Please copy out each entry, word for word.
--- MATERIAL SUPPLIED Enclosed Below ---
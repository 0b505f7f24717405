//! `agribot-perception` – from pixels to treatable targets.
//!
//! Turns per-frame detector output into stable, deduplicated targets and
//! converts image measurements into physical lengths and actuation times.
//!
//! # Modules
//!
//! - [`detection`] – [`Detection`][detection::Detection] records and the
//!   [`TargetSelector`][detection::TargetSelector] that derives `is_target`
//!   from the configured target classes.
//! - [`transform`] – [`TransformEngine`][transform::TransformEngine]: pure
//!   pixel ↔ centimetre ↔ seconds conversions over a calibration profile.
//! - [`tracker`] – [`Tracker`][tracker::Tracker]: IoU identity tracking and
//!   the never-spray-twice bookkeeping.
//! - [`source`] – [`DetectionSource`][source::DetectionSource] plus a JSON
//!   replay source and a colour-segmentation fallback.

pub mod detection;
pub mod source;
pub mod tracker;
pub mod transform;

pub use detection::{BoundingBox, Detection, RawDetection, TargetSelector};
pub use source::{ColorBlobSource, DetectionSource, ReplaySource};
pub use tracker::{TrackPhase, TrackedObject, Tracker, TrackerConfig};
pub use transform::{AlignmentPlan, ExtensionPlan, TransformEngine};
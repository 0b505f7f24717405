//! Differential-drive base built from a left and a right wheel motor.
//!
//! Turning is done in place: the wheels spin in opposite directions.

use std::time::Duration;

use agribot_types::AgriError;
use tracing::debug;

use crate::actuator::{Actuator, Direction};

/// What the base is currently doing.
#[derive(Debug, Clone, Copy, PartialEq, Eq, Default)]
pub enum BaseMotion {
    #[default]
    Stopped,
    Forward,
    Backward,
    TurningLeft,
    TurningRight,
}

pub struct DifferentialDrive {
    left: Box<dyn Actuator>,
    right: Box<dyn Actuator>,
    motion: BaseMotion,
}

impl DifferentialDrive {
    pub fn new(left: Box<dyn Actuator>, right: Box<dyn Actuator>) -> Self {
        Self {
            left,
            right,
            motion: BaseMotion::Stopped,
        }
    }

    pub fn motion(&self) -> BaseMotion {
        self.motion
    }

    /// Start a motion and leave it running until the next call.
    pub fn set_motion(&mut self, motion: BaseMotion) -> Result<(), AgriError> {
        let (l, r) = match motion {
            BaseMotion::Stopped => (Direction::Stopped, Direction::Stopped),
            BaseMotion::Forward => (Direction::Forward, Direction::Forward),
            BaseMotion::Backward => (Direction::Reverse, Direction::Reverse),
            BaseMotion::TurningLeft => (Direction::Reverse, Direction::Forward),
            BaseMotion::TurningRight => (Direction::Forward, Direction::Reverse),
        };
        self.left.drive(l)?;
        self.right.drive(r)?;
        debug!(?motion, "base motion");
        self.motion = motion;
        Ok(())
    }

    pub fn stop(&mut self) -> Result<(), AgriError> {
        self.set_motion(BaseMotion::Stopped)
    }

    /// Run `motion` for `duration`, then stop.
    pub async fn run_for(&mut self, motion: BaseMotion, duration: Duration) -> Result<(), AgriError> {
        self.set_motion(motion)?;
        tokio::time::sleep(duration).await;
        self.stop()
    }
}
--- End of Enclosed MATERIAL SUPPLIED ---
RESPONSE AREA ▸
repository 0b505f7f24717405
//! `agribot-perception` – from pixels to treatable targets.
//!
//! Turns per-frame detector output into stable, deduplicated targets and
//! converts image measurements into physical lengths and actuation times.
//!
//! # Modules
//!
//! - [`detection`] – [`Detection`][detection::Detection] records and the
//!   [`TargetSelector`][detection::TargetSelector] that derives `is_target`
//!   from the configured target classes.
//! - [`transform`] – [`TransformEngine`][transform::TransformEngine]: pure
//!   pixel ↔ centimetre ↔ seconds conversions over a calibration profile.
//! - [`tracker`] – [`Tracker`][tracker::Tracker]: IoU identity tracking and
//!   the never-spray-twice bookkeeping.
//! - [`source`] – [`DetectionSource`][source::DetectionSource] plus a JSON
//!   replay source and a colour-segmentation fallback.

pub mod detection;
pub mod source;
pub mod tracker;
pub mod transform;

pub use detection::{BoundingBox, Detection, RawDetection, TargetSelector};
pub use source::{ColorBlobSource, DetectionSource, ReplaySource};
pub use tracker::{TrackPhase, TrackedObject, Tracker, TrackerConfig};
pub use transform::{AlignmentPlan, ExtensionPlan, TransformEngine};
repository 0b505f7f24717405
//! Differential-drive base built from a left and a right wheel motor.
//!
//! Turning is done in place: the wheels spin in opposite directions.

use std::time::Duration;

use agribot_types::AgriError;
use tracing::debug;

use crate::actuator::{Actuator, Direction};

/// What the base is currently doing.
#[derive(Debug, Clone, Copy, PartialEq, Eq, Default)]
pub enum BaseMotion {
    #[default]
    Stopped,
    Forward,
    Backward,
    TurningLeft,
    TurningRight,
}

pub struct DifferentialDrive {
    left: Box<dyn Actuator>,
    right: Box<dyn Actuator>,
    motion: BaseMotion,
}

impl DifferentialDrive {
    pub fn new(left: Box<dyn Actuator>, right: Box<dyn Actuator>) -> Self {
        Self {
            left,
            right,
            motion: BaseMotion::Stopped,
        }
    }

    pub fn motion(&self) -> BaseMotion {
        self.motion
    }

    /// Start a motion and leave it running until the next call.
    pub fn set_motion(&mut self, motion: BaseMotion) -> Result<(), AgriError> {
        let (l, r) = match motion {
            BaseMotion::Stopped => (Direction::Stopped, Direction::Stopped),
            BaseMotion::Forward => (Direction::Forward, Direction::Forward),
            BaseMotion::Backward => (Direction::Reverse, Direction::Reverse),
            BaseMotion::TurningLeft => (Direction::Reverse, Direction::Forward),
            BaseMotion::TurningRight => (Direction::Forward, Direction::Reverse),
        };
        self.left.drive(l)?;
        self.right.drive(r)?;
        debug!(?motion, "base motion");
        self.motion = motion;
        Ok(())
    }

    pub fn stop(&mut self) -> Result<(), AgriError> {
        self.set_motion(BaseMotion::Stopped)
    }

    /// Run `motion` for `duration`, then stop.
    pub async fn run_for(&mut self, motion: BaseMotion, duration: Duration) -> Result<(), AgriError> {
        self.set_motion(motion)?;
        tokio::time::sleep(duration).await;
        self.stop()
    }
}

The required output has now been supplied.